## Directions
Using the entries below, output exactly the lines from the one containing "falling back to" through the final line, both included, and no others.

Information supplied START

//! Subcommand implementations.

pub mod admin;
pub mod cart;
pub mod migrate;
pub mod seed;

use secrecy::SecretString;
use sqlx::PgPool;

/// Error opening the storefront database.
#[derive(Debug, thiserror::Error)]
pub enum ConnectError {
    #[error("Missing environment variable: {0} (or DATABASE_URL)")]
    MissingEnvVar(&'static str),

    #[error("Database connection error: {0}")]
    Database(#[from] sqlx::Error),
}

/// Connect to the storefront database named by `STOREFRONT_DATABASE_URL`,
/// falling back to `DATABASE_URL`.
pub async fn connect() -> Result<PgPool, ConnectError> {
    let database_url = std::env::var("STOREFRONT_DATABASE_URL")
        .or_else(|_| std::env::var("DATABASE_URL"))
        .map(SecretString::from)
        .map_err(|_| ConnectError::MissingEnvVar("STOREFRONT_DATABASE_URL"))?;

    tracing::info!("Connecting to storefront database...");
    Ok(cornershop_storefront::db::create_pool(&database_url).await?)
}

Information supplied END

## Task response
/// falling back to `DATABASE_URL`.
pub async fn connect() -> Result<PgPool, ConnectError> {
    let database_url = std::env::var("STOREFRONT_DATABASE_URL")
        .or_else(|_| std::env::var("DATABASE_URL"))
        .map(SecretString::from)
        .map_err(|_| ConnectError::MissingEnvVar("STOREFRONT_DATABASE_URL"))?;

    tracing::info!("Connecting to storefront database...");
    Ok(cornershop_storefront::db::create_pool(&database_url).await?)
}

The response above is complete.